# EXERCISE DATA:
#[cfg(test)]
mod tests {
    use super::*;

    fn word(base: &str, category: LexicalCategory) -> (InflectedWord, WordElement) {
        let entry = WordElement::new(base, category);
        (InflectedWord::from_word(entry.clone()), entry)
    }

    #[test]
    fn regular_plurals() {
        assert_eq!(regular_plural("baby"), "babies");
        assert_eq!(regular_plural("boy"), "boys");
        assert_eq!(regular_plural("church"), "churches");
        assert_eq!(regular_plural("box"), "boxes");
        assert_eq!(regular_plural("dog"), "dogs");
    }

    #[test]
    fn greco_latin_plurals() {
        assert_eq!(greco_latin_plural("fungus"), "fungi");
        assert_eq!(greco_latin_plural("stigma"), "stigmata");
        assert_eq!(greco_latin_plural("alga"), "algae");
        assert_eq!(greco_latin_plural("datum"), "data");
        assert_eq!(greco_latin_plural("criterion"), "criteria");
        assert_eq!(greco_latin_plural("analysis"), "analyses");
        assert_eq!(greco_latin_plural("iris"), "irides");
        assert_eq!(greco_latin_plural("stamen"), "stamina");
        assert_eq!(greco_latin_plural("index"), "indices");
        assert_eq!(greco_latin_plural("matrix"), "matrices");
    }

    #[test]
    fn plural_noun_prefers_the_lexicon() {
        let (mut w, mut entry) = word("woman", LexicalCategory::Noun);
        entry.set(Feature::Plural, "women");
        w.base_word = Some(Box::new(entry.clone()));
        w.set(Feature::Number, NumberAgreement::Plural);
        assert_eq!(noun(&w, &entry), "women");

        let (mut rice, mut entry) = word("rice", LexicalCategory::Noun);
        entry.set(Feature::DefaultInflection, Inflection::Uncount);
        rice.set(Feature::Number, NumberAgreement::Plural);
        assert_eq!(noun(&rice, &entry), "rice");
    }

    #[test]
    fn possessive_nouns() {
        let (mut dog, entry) = word("dog", LexicalCategory::Noun);
        dog.set(Feature::Possessive, true);
        assert_eq!(noun(&dog, &entry), "dog's");
        dog.set(Feature::Number, NumberAgreement::Plural);
        assert_eq!(noun(&dog, &entry), "dogs'");
    }

    #[test]
    fn third_singular_present() {
        assert_eq!(present_third_singular("kiss"), "kisses");
        assert_eq!(present_third_singular("watch"), "watches");
        assert_eq!(present_third_singular("cry"), "cries");
        assert_eq!(present_third_singular("play"), "plays");
        assert_eq!(present_third_singular("chase"), "chases");

        let (chase, entry) = word("chase", LexicalCategory::Verb);
        assert_eq!(verb(&chase, &entry), "chases");
    }

    #[test]
    fn be_is_irregular_by_rule() {
        let (mut be, entry) = word("be", LexicalCategory::Verb);
        assert_eq!(verb(&be, &entry), "is");
        be.set(Feature::Person, Person::First);
        assert_eq!(verb(&be, &entry), "am");
        be.set(Feature::Tense, Tense::Past);
        assert_eq!(verb(&be, &entry), "was");
        be.set(Feature::Number, NumberAgreement::Plural);
        assert_eq!(verb(&be, &entry), "were");
        be.set(Feature::Form, Form::PastParticiple);
        assert_eq!(verb(&be, &entry), "been");
        be.set(Feature::Form, Form::PresentParticiple);
        assert_eq!(verb(&be, &entry), "being");
    }

    #[test]
    fn past_forms() {
        assert_eq!(regular_past("love", None, None), "loved");
        assert_eq!(regular_past("cry", None, None), "cried");
        assert_eq!(regular_past("kick", None, None), "kicked");

        let (mut stop, mut entry) = word("stop", LexicalCategory::Verb);
        entry.set(Feature::DefaultInflection, Inflection::RegularDouble);
        stop.set(Feature::Tense, Tense::Past);
        assert_eq!(verb(&stop, &entry), "stopped");
        stop.set(Feature::Form, Form::PresentParticiple);
        assert_eq!(verb(&stop, &entry), "stopping");
    }

    #[test]
    fn present_participles() {
        assert_eq!(regular_present_participle("lie"), "lying");
        assert_eq!(regular_present_participle("make"), "making");
        assert_eq!(regular_present_participle("see"), "seeing");
        assert_eq!(regular_present_participle("go"), "going");
    }

    #[test]
    fn negated_verbs_keep_their_base() {
        let (mut kiss, entry) = word("kiss", LexicalCategory::Verb);
        kiss.set(Feature::Negated, true);
        assert_eq!(verb(&kiss, &entry), "kiss");
    }

    #[test]
    fn graded_adjectives() {
        let (mut happy, entry) = word("happy", LexicalCategory::Adjective);
        happy.set(Feature::IsComparative, true);
        assert_eq!(adjective(&happy, &entry), "happier");

        let (mut big, mut entry) = word("big", LexicalCategory::Adjective);
        entry.set(Feature::DefaultInflection, Inflection::RegularDouble);
        big.set(Feature::IsSuperlative, true);
        assert_eq!(adjective(&big, &entry), "biggest");

        let (mut nice, entry) = word("nice", LexicalCategory::Adverb);
        nice.set(Feature::IsComparative, true);
        assert_eq!(adverb(&nice, &entry), "nicer");
    }

    #[test]
    fn pronoun_table() {
        assert_eq!(pronoun_form(NumberAgreement::Singular, Case::Objective, Referent::Masculine), "him");
        assert_eq!(pronoun_form(NumberAgreement::Plural, Case::Reflexive, Referent::First), "ourselves");
        assert_eq!(
            pronoun_form(NumberAgreement::Singular, Case::PossessiveDeterminer, Referent::Feminine),
            "her"
        );
    }

    #[test]
    fn pronoun_case_follows_function() {
        let (mut he, _) = word("he", LexicalCategory::Pronoun);
        he.set(Feature::Person, Person::Third);
        he.set(Feature::Gender, Gender::Masculine);
        he.set_function(DiscourseFunction::Subject);
        assert_eq!(pronoun(&he), "he");
        he.set(Feature::Passive, true);
        assert_eq!(pronoun(&he), "him");
        he.set_function(DiscourseFunction::Object);
        assert_eq!(pronoun(&he), "he");
        he.clear_feature(Feature::Passive);
        assert_eq!(pronoun(&he), "him");
        he.set(Feature::Possessive, true);
        assert_eq!(pronoun(&he), "his");
        he.set(Feature::Reflexive, true);
        assert_eq!(pronoun(&he), "himself");
    }

    #[test]
    fn wh_pronouns_are_echoed() {
        let (mut who, _) = word("who", LexicalCategory::Pronoun);
        who.set_function(DiscourseFunction::Object);
        assert_eq!(pronoun(&who), "who");
    }
}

# PROBLEM REQUIREMENTS:
Reproduce the entries above exactly.

# RESPONSE TO THE EXERCISE:
#[cfg(test)]
mod tests {
    use super::*;

    fn word(base: &str, category: LexicalCategory) -> (InflectedWord, WordElement) {
        let entry = WordElement::new(base, category);
        (InflectedWord::from_word(entry.clone()), entry)
    }

    #[test]
    fn regular_plurals() {
        assert_eq!(regular_plural("baby"), "babies");
        assert_eq!(regular_plural("boy"), "boys");
        assert_eq!(regular_plural("church"), "churches");
        assert_eq!(regular_plural("box"), "boxes");
        assert_eq!(regular_plural("dog"), "dogs");
    }

    #[test]
    fn greco_latin_plurals() {
        assert_eq!(greco_latin_plural("fungus"), "fungi");
        assert_eq!(greco_latin_plural("stigma"), "stigmata");
        assert_eq!(greco_latin_plural("alga"), "algae");
        assert_eq!(greco_latin_plural("datum"), "data");
        assert_eq!(greco_latin_plural("criterion"), "criteria");
        assert_eq!(greco_latin_plural("analysis"), "analyses");
        assert_eq!(greco_latin_plural("iris"), "irides");
        assert_eq!(greco_latin_plural("stamen"), "stamina");
        assert_eq!(greco_latin_plural("index"), "indices");
        assert_eq!(greco_latin_plural("matrix"), "matrices");
    }

    #[test]
    fn plural_noun_prefers_the_lexicon() {
        let (mut w, mut entry) = word("woman", LexicalCategory::Noun);
        entry.set(Feature::Plural, "women");
        w.base_word = Some(Box::new(entry.clone()));
        w.set(Feature::Number, NumberAgreement::Plural);
        assert_eq!(noun(&w, &entry), "women");

        let (mut rice, mut entry) = word("rice", LexicalCategory::Noun);
        entry.set(Feature::DefaultInflection, Inflection::Uncount);
        rice.set(Feature::Number, NumberAgreement::Plural);
        assert_eq!(noun(&rice, &entry), "rice");
    }

    #[test]
    fn possessive_nouns() {
        let (mut dog, entry) = word("dog", LexicalCategory::Noun);
        dog.set(Feature::Possessive, true);
        assert_eq!(noun(&dog, &entry), "dog's");
        dog.set(Feature::Number, NumberAgreement::Plural);
        assert_eq!(noun(&dog, &entry), "dogs'");
    }

    #[test]
    fn third_singular_present() {
        assert_eq!(present_third_singular("kiss"), "kisses");
        assert_eq!(present_third_singular("watch"), "watches");
        assert_eq!(present_third_singular("cry"), "cries");
        assert_eq!(present_third_singular("play"), "plays");
        assert_eq!(present_third_singular("chase"), "chases");

        let (chase, entry) = word("chase", LexicalCategory::Verb);
        assert_eq!(verb(&chase, &entry), "chases");
    }

    #[test]
    fn be_is_irregular_by_rule() {
        let (mut be, entry) = word("be", LexicalCategory::Verb);
        assert_eq!(verb(&be, &entry), "is");
        be.set(Feature::Person, Person::First);
        assert_eq!(verb(&be, &entry), "am");
        be.set(Feature::Tense, Tense::Past);
        assert_eq!(verb(&be, &entry), "was");
        be.set(Feature::Number, NumberAgreement::Plural);
        assert_eq!(verb(&be, &entry), "were");
        be.set(Feature::Form, Form::PastParticiple);
        assert_eq!(verb(&be, &entry), "been");
        be.set(Feature::Form, Form::PresentParticiple);
        assert_eq!(verb(&be, &entry), "being");
    }

    #[test]
    fn past_forms() {
        assert_eq!(regular_past("love", None, None), "loved");
        assert_eq!(regular_past("cry", None, None), "cried");
        assert_eq!(regular_past("kick", None, None), "kicked");

        let (mut stop, mut entry) = word("stop", LexicalCategory::Verb);
        entry.set(Feature::DefaultInflection, Inflection::RegularDouble);
        stop.set(Feature::Tense, Tense::Past);
        assert_eq!(verb(&stop, &entry), "stopped");
        stop.set(Feature::Form, Form::PresentParticiple);
        assert_eq!(verb(&stop, &entry), "stopping");
    }

    #[test]
    fn present_participles() {
        assert_eq!(regular_present_participle("lie"), "lying");
        assert_eq!(regular_present_participle("make"), "making");
        assert_eq!(regular_present_participle("see"), "seeing");
        assert_eq!(regular_present_participle("go"), "going");
    }

    #[test]
    fn negated_verbs_keep_their_base() {
        let (mut kiss, entry) = word("kiss", LexicalCategory::Verb);
        kiss.set(Feature::Negated, true);
        assert_eq!(verb(&kiss, &entry), "kiss");
    }

    #[test]
    fn graded_adjectives() {
        let (mut happy, entry) = word("happy", LexicalCategory::Adjective);
        happy.set(Feature::IsComparative, true);
        assert_eq!(adjective(&happy, &entry), "happier");

        let (mut big, mut entry) = word("big", LexicalCategory::Adjective);
        entry.set(Feature::DefaultInflection, Inflection::RegularDouble);
        big.set(Feature::IsSuperlative, true);
        assert_eq!(adjective(&big, &entry), "biggest");

        let (mut nice, entry) = word("nice", LexicalCategory::Adverb);
        nice.set(Feature::IsComparative, true);
        assert_eq!(adverb(&nice, &entry), "nicer");
    }

    #[test]
    fn pronoun_table() {
        assert_eq!(pronoun_form(NumberAgreement::Singular, Case::Objective, Referent::Masculine), "him");
        assert_eq!(pronoun_form(NumberAgreement::Plural, Case::Reflexive, Referent::First), "ourselves");
        assert_eq!(
            pronoun_form(NumberAgreement::Singular, Case::PossessiveDeterminer, Referent::Feminine),
            "her"
        );
    }

    #[test]
    fn pronoun_case_follows_function() {
        let (mut he, _) = word("he", LexicalCategory::Pronoun);
        he.set(Feature::Person, Person::Third);
        he.set(Feature::Gender, Gender::Masculine);
        he.set_function(DiscourseFunction::Subject);
        assert_eq!(pronoun(&he), "he");
        he.set(Feature::Passive, true);
        assert_eq!(pronoun(&he), "him");
        he.set_function(DiscourseFunction::Object);
        assert_eq!(pronoun(&he), "he");
        he.clear_feature(Feature::Passive);
        assert_eq!(pronoun(&he), "him");
        he.set(Feature::Possessive, true);
        assert_eq!(pronoun(&he), "his");
        he.set(Feature::Reflexive, true);
        assert_eq!(pronoun(&he), "himself");
    }

    #[test]
    fn wh_pronouns_are_echoed() {
        let (mut who, _) = word("who", LexicalCategory::Pronoun);
        who.set_function(DiscourseFunction::Object);
        assert_eq!(pronoun(&who), "who");
    }
}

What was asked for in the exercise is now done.